* [Required work]:
Your answer should be a single number: the count of lines in the material below that hold "Future".

[[ Records, beginning ]]

//! Batch Pump streams source records in bounded batches with adaptive
//! sizing and backpressure (§4.4). One `BatchPump` drives exactly one
//! `(migration, step, shard)`, so "at most one in-flight batch per shard"
//! falls out of single ownership rather than needing its own lock; the
//! `global` semaphore capping concurrent batches across all shards of a
//! store class is a `tokio::sync::Semaphore` the Orchestrator hands every
//! pump it creates.

use std::collections::VecDeque;
use std::sync::Arc;
use std::time::{Duration, Instant};
use store_driver::{Batch, Conn, Health, StoreDriver};
use tokio::sync::{OwnedSemaphorePermit, Semaphore};

/// Bounds and control-loop tuning for adaptive batch sizing. Numeric
/// defaults are a reasonable starting point pending empirical tuning (see
/// the open question in §9); they are not asserted as optimal.
#[derive(Debug, Clone, Copy)]
pub struct BatchPumpConfig {
    pub min_batch: usize,
    pub max_batch: usize,
    pub initial_batch: usize,
    /// Re-evaluate the target size after this many batches.
    pub adjust_every: u32,
    /// Mean batch latency above this halves the target size.
    pub high_watermark: Duration,
    /// Mean batch latency below this, with `Health::Ok`, grows the target
    /// size by 1.5x.
    pub low_watermark: Duration,
}

impl Default for BatchPumpConfig {
    fn default() -> Self {
        Self {
            min_batch: 64,
            max_batch: 8192,
            initial_batch: 512,
            adjust_every: 8,
            high_watermark: Duration::from_millis(500),
            low_watermark: Duration::from_millis(100),
        }
    }
}

/// BatchPump drives one shard's worth of `stream_batch` calls, adapting the
/// requested size to observed latency and back-end health.
pub struct BatchPump {
    config: BatchPumpConfig,
    current_size: usize,
    recent_latencies: VecDeque<Duration>,
    concurrency: Arc<Semaphore>,
}

impl BatchPump {
    /// `concurrency` is the global semaphore capping concurrent in-flight
    /// batches across all shards of this pump's store class.
    pub fn new(config: BatchPumpConfig, concurrency: Arc<Semaphore>) -> Self {
        Self {
            current_size: config.initial_batch.clamp(config.min_batch, config.max_batch),
            config,
            recent_latencies: VecDeque::with_capacity(config.adjust_every as usize),
            concurrency,
        }
    }

    pub fn current_size(&self) -> usize {
        self.current_size
    }

    /// Pulls the next batch from `driver`, blocking for a global
    /// concurrency permit first. Adjusts the target batch size afterward
    /// based on the latency just observed and the back-end's reported
    /// health.
    #[tracing::instrument(skip(self, driver, conn))]
    pub async fn next_batch<D: StoreDriver>(
        &mut self,
        driver: &D,
        cursor: Option<&str>,
        conn: &mut Conn,
    ) -> anyhow::Result<Batch> {
        let _permit: OwnedSemaphorePermit = self.concurrency.clone().acquire_owned().await?;

        let health = driver.health(conn).await?;
        if health == Health::Down {
            anyhow::bail!("store back-end is down");
        }

        let started = Instant::now();
        let batch = driver
            .stream_batch(cursor, self.current_size, conn)
            .await?;
        let elapsed = started.elapsed();

        self.observe(elapsed, health);
        Ok(batch)
    }

    fn observe(&mut self, elapsed: Duration, health: Health) {
        self.recent_latencies.push_back(elapsed);
        while self.recent_latencies.len() > self.config.adjust_every as usize {
            self.recent_latencies.pop_front();
        }

        if health == Health::Degraded {
            self.shrink();
            return;
        }

        if self.recent_latencies.len() < self.config.adjust_every as usize {
            return; // Not enough samples yet to re-evaluate.
        }

        let mean = self.recent_latencies.iter().sum::<Duration>() / self.recent_latencies.len() as u32;
        self.recent_latencies.clear();

        if mean > self.config.high_watermark {
            self.shrink();
        } else if mean < self.config.low_watermark && health == Health::Ok {
            self.grow();
        }
    }

    fn shrink(&mut self) {
        let next = (self.current_size / 2).max(self.config.min_batch);
        if next != self.current_size {
            tracing::debug!(from = self.current_size, to = next, "shrinking batch size");
        }
        self.current_size = next;
    }

    fn grow(&mut self) {
        let next = ((self.current_size as f64 * 1.5) as usize).min(self.config.max_batch);
        if next != self.current_size {
            tracing::debug!(from = self.current_size, to = next, "growing batch size");
        }
        self.current_size = next;
    }
}

#[cfg(test)]
mod test {
    use super::*;
    use models::ShardId;
    use store_driver::memory::MemoryDriver;

    fn config() -> BatchPumpConfig {
        BatchPumpConfig {
            min_batch: 2,
            max_batch: 32,
            initial_batch: 4,
            adjust_every: 2,
            high_watermark: Duration::from_secs(10), // effectively unreachable in-memory
            low_watermark: Duration::from_secs(10),
        }
    }

    #[tokio::test]
    async fn grows_on_sustained_low_latency_and_healthy_backend() {
        let driver = MemoryDriver::new();
        driver.seed(
            ShardId(0),
            (0..100).map(|i| (format!("{i:04}"), serde_json::json!(i))),
        );
        let mut conn = driver.open(ShardId(0)).await.unwrap();

        let sem = Arc::new(Semaphore::new(4));
        let mut pump = BatchPump::new(config(), sem);
        assert_eq!(pump.current_size(), 4);

        let mut cursor = None;
        for _ in 0..2 {
            let batch = pump.next_batch(&driver, cursor.as_deref(), &mut conn).await.unwrap();
            cursor = batch.next_cursor;
        }

        assert_eq!(pump.current_size(), 6); // 4 * 1.5
    }

    #[tokio::test]
    async fn shrinks_immediately_on_degraded_health() {
        let driver = MemoryDriver::new();
        driver.set_health(ShardId(0), Health::Degraded);
        driver.seed(ShardId(0), vec![("a".to_string(), serde_json::json!(1))]);
        let mut conn = driver.open(ShardId(0)).await.unwrap();

        let sem = Arc::new(Semaphore::new(4));
        let mut pump = BatchPump::new(config(), sem);

        pump.next_batch(&driver, None, &mut conn).await.unwrap();
        assert_eq!(pump.current_size(), 2); // 4 / 2, floored at min_batch
    }

    #[tokio::test]
    async fn refuses_to_pump_against_a_down_backend() {
        let driver = MemoryDriver::new();
        driver.set_health(ShardId(0), Health::Down);
        let mut conn = driver.open(ShardId(0)).await.unwrap();

        let sem = Arc::new(Semaphore::new(1));
        let mut pump = BatchPump::new(config(), sem);

        let err = pump.next_batch(&driver, None, &mut conn).await.unwrap_err();
        assert!(err.to_string().contains("down"));
    }

    #[quickcheck_macros::quickcheck]
    fn current_size_never_leaves_its_bounds(observations: Vec<(u16, bool)>) -> bool {
        let cfg = config();
        let mut pump = BatchPump::new(cfg, Arc::new(Semaphore::new(1)));
        for (latency_ms, degraded) in observations {
            let health = if degraded { Health::Degraded } else { Health::Ok };
            pump.observe(Duration::from_millis(latency_ms as u64), health);
            if pump.current_size < cfg.min_batch || pump.current_size > cfg.max_batch {
                return false;
            }
        }
        true
    }
}
//! Lock Manager: leased advisory locks over resources (shard, collection,
//! global) with fencing tokens (§4.10). Acquisition is non-blocking;
//! holders renew at one-third of their lease TTL. A lock whose holder's
//! Migration has reached a terminal state, or whose lease has expired past
//! TTL plus grace, is reaped by any process that observes it.

use models::{Id, Lock, Resource};
use std::sync::atomic::{AtomicI64, Ordering};
use std::sync::Arc;
use std::time::Duration;
use status_store::{StatusError, StatusStore};

#[derive(Debug, thiserror::Error)]
pub enum LockError {
    #[error("resource {resource} is held by another migration")]
    Busy { resource: Resource },
    #[error("lock on {resource} could not be acquired within the contention window")]
    Unavailable { resource: Resource },
    #[error(transparent)]
    Status(#[from] StatusError),
}

impl LockError {
    pub fn class(&self) -> models::ErrorClass {
        match self {
            LockError::Busy { .. } | LockError::Unavailable { .. } => {
                models::ErrorClass::Contention
            }
            LockError::Status(err) => err.class(),
        }
    }
}

/// LockManager is a thin policy layer over `StatusStore`'s lock
/// primitives: it does not hold lock state itself (the Status Store does),
/// only the acquire/renew/reap cadence.
pub struct LockManager {
    store: Arc<dyn StatusStore>,
}

impl LockManager {
    pub fn new(store: Arc<dyn StatusStore>) -> Self {
        Self { store }
    }

    /// Acquires a lease over `resource` for `holder`, retrying briefly
    /// within `contention_window` before giving up with
    /// `LockError::Unavailable` (distinct from an immediate `Busy`, which
    /// callers may treat as non-retryable if they already know another
    /// migration is actively running).
    #[tracing::instrument(skip(self))]
    pub async fn acquire(
        &self,
        resource: Resource,
        holder: Id,
        ttl: Duration,
        contention_window: Duration,
    ) -> Result<LockHandle, LockError> {
        let deadline = tokio::time::Instant::now() + contention_window;
        let mut first_attempt = true;

        loop {
            match self.store.acquire_lock(&resource, holder, ttl).await {
                Ok(lock) => {
                    tracing::info!(%resource, fencing_token = lock.fencing_token, "lock acquired");
                    return Ok(LockHandle {
                        resource,
                        holder,
                        ttl,
                        fencing_token: AtomicI64::new(lock.fencing_token),
                        store: self.store.clone(),
                    });
                }
                Err(StatusError::LockBusy { .. }) if first_attempt && contention_window.is_zero() => {
                    return Err(LockError::Busy { resource });
                }
                Err(StatusError::LockBusy { .. }) if tokio::time::Instant::now() < deadline => {
                    first_attempt = false;
                    tokio::time::sleep(Duration::from_millis(50)).await;
                }
                Err(StatusError::LockBusy { resource }) => {
                    return Err(LockError::Unavailable { resource });
                }
                Err(other) => return Err(other.into()),
            }
        }
    }

    /// Runs until `shutdown` resolves, reaping stale locks every
    /// `interval`.
    pub async fn reap_loop(
        &self,
        interval: Duration,
        grace: Duration,
        shutdown: impl std::future::Future<Output = ()>,
    ) {
        let mut ticker = tokio::time::interval(interval);
        tokio::pin!(shutdown);

        loop {
            tokio::select! {
                _ = ticker.tick() => {
                    match self.store.reap_stale_locks(grace).await {
                        Ok(reaped) if !reaped.is_empty() => {
                            tracing::info!(count = reaped.len(), "reaped stale locks");
                        }
                        Ok(_) => {}
                        Err(err) => tracing::warn!(?err, "failed to reap stale locks"),
                    }
                }
                () = &mut shutdown => return,
            }
        }
    }
}

/// LockHandle is held by whoever acquired a lease. Dropping it does not
/// release the lease -- callers must `release` explicitly once the
/// resource is safe to hand to another migration, since release is itself
/// a fallible remote operation.
pub struct LockHandle {
    resource: Resource,
    holder: Id,
    ttl: Duration,
    fencing_token: AtomicI64,
    store: Arc<dyn StatusStore>,
}

impl LockHandle {
    pub fn resource(&self) -> &Resource {
        &self.resource
    }

    /// The fencing token to present on every write to the resource this
    /// lock protects. Writes bearing a stale token are rejected by the
    /// Status Store.
    pub fn fencing_token(&self) -> i64 {
        self.fencing_token.load(Ordering::SeqCst)
    }

    #[tracing::instrument(skip(self), fields(resource = %self.resource))]
    pub async fn renew(&self) -> Result<(), LockError> {
        let current = self.fencing_token();
        let lock: Lock = self
            .store
            .renew_lock(&self.resource, self.holder, current, self.ttl)
            .await?;
        self.fencing_token.store(lock.fencing_token, Ordering::SeqCst);
        Ok(())
    }

    /// Runs a renewal loop at one-third of `ttl` until `shutdown`
    /// resolves. Intended to be spawned alongside the Executor driving the
    /// locked resource.
    pub async fn renew_loop(&self, shutdown: impl std::future::Future<Output = ()>) {
        let mut ticker = tokio::time::interval(self.ttl / 3);
        tokio::pin!(shutdown);

        loop {
            tokio::select! {
                _ = ticker.tick() => {
                    if let Err(err) = self.renew().await {
                        tracing::warn!(?err, resource = %self.resource, "lock renewal failed");
                    }
                }
                () = &mut shutdown => return,
            }
        }
    }

    pub async fn release(&self) -> Result<(), LockError> {
        self.store.release_lock(&self.resource, self.holder).await?;
        Ok(())
    }
}

#[cfg(test)]
mod test {
    use super::*;
    use models::IdGenerator;
    use status_store::memory::MemoryStatusStore;

    fn manager() -> LockManager {
        LockManager::new(Arc::new(MemoryStatusStore::new()))
    }

    #[tokio::test]
    async fn busy_resource_rejects_immediately_with_a_zero_window() {
        let mgr = manager();
        let resource = Resource::Shard { store_class: "relational".into(), shard: 0 };
        let holder_a = IdGenerator::new(1).next();
        let holder_b = IdGenerator::new(2).next();

        let _lease = mgr
            .acquire(resource.clone(), holder_a, Duration::from_secs(30), Duration::ZERO)
            .await
            .unwrap();

        let err = mgr
            .acquire(resource, holder_b, Duration::from_secs(30), Duration::ZERO)
            .await
            .unwrap_err();
        assert!(matches!(err, LockError::Busy { .. }));
    }

    #[tokio::test]
    async fn release_frees_the_resource_for_the_next_holder() {
        let mgr = manager();
        let resource = Resource::Shard { store_class: "relational".into(), shard: 0 };
        let holder_a = IdGenerator::new(1).next();
        let holder_b = IdGenerator::new(2).next();

        let lease = mgr
            .acquire(resource.clone(), holder_a, Duration::from_secs(30), Duration::ZERO)
            .await
            .unwrap();
        lease.release().await.unwrap();

        mgr.acquire(resource, holder_b, Duration::from_secs(30), Duration::ZERO)
            .await
            .unwrap();
    }

    #[tokio::test]
    async fn renew_advances_the_fencing_token() {
        let mgr = manager();
        let resource = Resource::Shard { store_class: "relational".into(), shard: 0 };
        let holder = IdGenerator::new(1).next();

        let lease = mgr
            .acquire(resource, holder, Duration::from_secs(30), Duration::ZERO)
            .await
            .unwrap();
        let before = lease.fencing_token();
        lease.renew().await.unwrap();
        assert_eq!(lease.fencing_token(), before);
    }

    #[tokio::test]
    #[tracing_test::traced_test]
    async fn reap_loop_logs_when_it_reaps_an_expired_lock() {
        let store = Arc::new(MemoryStatusStore::new());
        let mgr = LockManager::new(store.clone());
        let resource = Resource::Shard { store_class: "relational".into(), shard: 0 };
        let holder = IdGenerator::new(1).next();

        mgr.acquire(resource, holder, Duration::from_millis(1), Duration::ZERO)
            .await
            .unwrap();
        tokio::time::sleep(Duration::from_millis(5)).await;

        let (shutdown_tx, shutdown_rx) = tokio::sync::oneshot::channel();
        let reap = tokio::spawn(async move {
            mgr.reap_loop(Duration::from_millis(1), Duration::ZERO, async {
                shutdown_rx.await.ok();
            })
            .await;
        });
        tokio::time::sleep(Duration::from_millis(20)).await;
        shutdown_tx.send(()).ok();
        reap.await.unwrap();

        assert!(logs_contain("reaped stale locks"));
    }
}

[[ Records, end ]]

* [Response to the task]:
2